Bruce A. Evans, “Mr. Brooks.” Kevin Costner’s sadistic serial killer goes up against Demi Moore’s ball-busting detective in this creepy psychological thriller, with effects that might best be described as “nostalgic early-90s wish fulfillment .” Cast members Dane Cook and William Hurt add to the fun.

Sarah Polley, “Away From Her.” Little-seen and little-talked about, “Away From Her” won’t have much of a chance come Oscar season, but it’s one of the most mature and tender films in recent memory. Based on Alice Munro’s short story, “The Bear Came Over the Mountain,” the film allows an aging Julie Christie to defy Hollywood standards as a sexy Alzheimer’s patient.

John Carney, “Once.” The soundtrack of this Irish-made musical hits you like a rush of blood to the head ( as does the dizzying, “Blair Witch”-like camera work ). But beauty ultimately triumphs over ugliness in a heartbreaking story about a musician bloke and an immigrant girl who inconveniently fall in love.

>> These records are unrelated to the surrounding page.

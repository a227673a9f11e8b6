// src/core/protocol/resp_frame.rs

//! Implements the RESP (REdis Serialization Protocol) frame structure and the
//! corresponding `Encoder` and `Decoder` used by the client transport.

use crate::core::KeyscopeError;
use bytes::{Buf, Bytes, BytesMut};
use tokio_util::codec::{Decoder, Encoder};

/// The CRLF (Carriage Return, Line Feed) sequence used to terminate lines in RESP.
const CRLF: &[u8] = b"\r\n";
const CRLF_LEN: usize = 2;

// Limits applied to replies so a misbehaving server cannot exhaust memory or stack.
const MAX_FRAME_ELEMENTS: usize = 16 * 1024 * 1024;
const MAX_BULK_STRING_SIZE: usize = 512 * 1024 * 1024;
const MAX_RECURSION_DEPTH: usize = 128;

/// A single frame in the RESP protocol, as sent to or received from a store.
#[derive(Debug, Clone, PartialEq)]
pub enum RespFrame {
    SimpleString(String),
    Error(String),
    Integer(i64),
    BulkString(Bytes),
    Null,
    NullArray,
    Array(Vec<RespFrame>),
}

impl RespFrame {
    /// Returns the textual content of a simple or bulk string reply.
    pub fn as_text(&self) -> Option<String> {
        match self {
            RespFrame::SimpleString(s) => Some(s.clone()),
            RespFrame::BulkString(b) => Some(String::from_utf8_lossy(b).into_owned()),
            _ => None,
        }
    }

    /// Interprets the reply as an integer. Bulk strings holding digits are
    /// accepted too, since `SCAN` returns its cursor that way.
    pub fn as_integer(&self) -> Option<i64> {
        match self {
            RespFrame::Integer(i) => Some(*i),
            RespFrame::BulkString(b) => std::str::from_utf8(b).ok()?.parse().ok(),
            RespFrame::SimpleString(s) => s.parse().ok(),
            _ => None,
        }
    }

    pub fn is_null(&self) -> bool {
        matches!(self, RespFrame::Null | RespFrame::NullArray)
    }

    /// Converts an error reply into `Err`, passing every other frame through.
    pub fn into_result(self) -> Result<RespFrame, KeyscopeError> {
        match self {
            RespFrame::Error(msg) => Err(KeyscopeError::Server(msg)),
            other => Ok(other),
        }
    }

    /// Encodes a frame into a `Vec<u8>`.
    pub fn encode_to_vec(&self) -> Result<Vec<u8>, KeyscopeError> {
        let mut buf = BytesMut::new();
        RespFrameCodec.encode(self.clone(), &mut buf)?;
        Ok(buf.to_vec())
    }
}

/// A `tokio_util::codec` implementation for encoding and decoding `RespFrame`s.
#[derive(Debug, Default, Clone, Copy)]
pub struct RespFrameCodec;

impl Encoder<RespFrame> for RespFrameCodec {
    type Error = KeyscopeError;

    fn encode(&mut self, item: RespFrame, dst: &mut BytesMut) -> Result<(), Self::Error> {
        match item {
            RespFrame::SimpleString(s) => {
                dst.extend_from_slice(b"+");
                dst.extend_from_slice(s.as_bytes());
                dst.extend_from_slice(CRLF);
            }
            RespFrame::Error(s) => {
                dst.extend_from_slice(b"-");
                dst.extend_from_slice(s.as_bytes());
                dst.extend_from_slice(CRLF);
            }
            RespFrame::Integer(i) => {
                dst.extend_from_slice(b":");
                dst.extend_from_slice(i.to_string().as_bytes());
                dst.extend_from_slice(CRLF);
            }
            RespFrame::BulkString(b) => {
                dst.extend_from_slice(b"$");
                dst.extend_from_slice(b.len().to_string().as_bytes());
                dst.extend_from_slice(CRLF);
                dst.extend_from_slice(&b);
                dst.extend_from_slice(CRLF);
            }
            RespFrame::Null => dst.extend_from_slice(b"$-1\r\n"),
            RespFrame::NullArray => dst.extend_from_slice(b"*-1\r\n"),
            RespFrame::Array(arr) => {
                dst.extend_from_slice(b"*");
                dst.extend_from_slice(arr.len().to_string().as_bytes());
                dst.extend_from_slice(CRLF);
                for frame in arr {
                    self.encode(frame, dst)?;
                }
            }
        }
        Ok(())
    }
}

impl Decoder for RespFrameCodec {
    type Item = RespFrame;
    type Error = KeyscopeError;

    /// Decodes one `RespFrame` from the buffer, or returns `Ok(None)` while the
    /// frame is still incomplete.
    fn decode(&mut self, src: &mut BytesMut) -> Result<Option<Self::Item>, Self::Error> {
        if src.is_empty() {
            return Ok(None);
        }

        let mut bytes = &src[..];
        match decode_frame(&mut bytes, 0) {
            Ok(frame) => {
                let consumed = src.len() - bytes.len();
                src.advance(consumed);
                Ok(Some(frame))
            }
            Err(KeyscopeError::IncompleteData) => Ok(None),
            Err(e) => Err(e),
        }
    }
}

fn decode_frame(bytes: &mut &[u8], depth: usize) -> Result<RespFrame, KeyscopeError> {
    if depth > MAX_RECURSION_DEPTH {
        return Err(KeyscopeError::Transport(
            "RESP reply nested too deeply".to_string(),
        ));
    }
    let Some(&prefix) = bytes.first() else {
        return Err(KeyscopeError::IncompleteData);
    };
    *bytes = &bytes[1..];

    match prefix {
        b'+' => Ok(RespFrame::SimpleString(lossy(read_line(bytes)?))),
        b'-' => Ok(RespFrame::Error(lossy(read_line(bytes)?))),
        b':' => Ok(RespFrame::Integer(parse_number(read_line(bytes)?)?)),
        b'$' => {
            let len = parse_number(read_line(bytes)?)?;
            if len == -1 {
                return Ok(RespFrame::Null);
            }
            let len = usize::try_from(len).map_err(|_| KeyscopeError::SyntaxError)?;
            if len > MAX_BULK_STRING_SIZE {
                return Err(KeyscopeError::SyntaxError);
            }
            if bytes.len() < len + CRLF_LEN {
                return Err(KeyscopeError::IncompleteData);
            }
            if &bytes[len..len + CRLF_LEN] != CRLF {
                return Err(KeyscopeError::SyntaxError);
            }
            let data = Bytes::copy_from_slice(&bytes[..len]);
            *bytes = &bytes[len + CRLF_LEN..];
            Ok(RespFrame::BulkString(data))
        }
        b'*' => {
            let len = parse_number(read_line(bytes)?)?;
            if len == -1 {
                return Ok(RespFrame::NullArray);
            }
            let len = usize::try_from(len).map_err(|_| KeyscopeError::SyntaxError)?;
            if len > MAX_FRAME_ELEMENTS {
                return Err(KeyscopeError::SyntaxError);
            }
            let mut frames = Vec::with_capacity(len.min(1024));
            for _ in 0..len {
                frames.push(decode_frame(bytes, depth + 1)?);
            }
            Ok(RespFrame::Array(frames))
        }
        _ => Err(KeyscopeError::SyntaxError),
    }
}

/// Returns the next CRLF-terminated line and advances past it.
fn read_line<'a>(bytes: &mut &'a [u8]) -> Result<&'a [u8], KeyscopeError> {
    let pos = bytes
        .windows(CRLF_LEN)
        .position(|window| window == CRLF)
        .ok_or(KeyscopeError::IncompleteData)?;
    let line = &bytes[..pos];
    *bytes = &bytes[pos + CRLF_LEN..];
    Ok(line)
}

fn parse_number(line: &[u8]) -> Result<i64, KeyscopeError> {
    std::str::from_utf8(line)
        .ok()
        .and_then(|s| s.parse::<i64>().ok())
        .ok_or(KeyscopeError::SyntaxError)
}

fn lossy(line: &[u8]) -> String {
    String::from_utf8_lossy(line).into_owned()
}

Danny Boyle, “Sunshine.” When the sun threatens to die, a team of fearless astronauts travel across space to deliver a payload that will re-energize it. While the film – a marketing nightmare whose release date was pushed back several times – cannot decide if it wants to be an existential hyperbole or a nail-biting monster flick, it at least demonstrates strong aptitude for both.

Werner Herzog, “Rescue Dawn.” Hands down, the best film of the summer. Christian Bale and Steve Zahn as American POW’s during the early years of the Vietnam conflict each epitomize the “courageous performance.” Bale eats maggots and grabs a live snake while Steve Zahn nearly starves to death in this devastating, yet deft, masterpiece. Herzog’s work is usually clever, always original and far more stunning than any “Stupefy!” charm.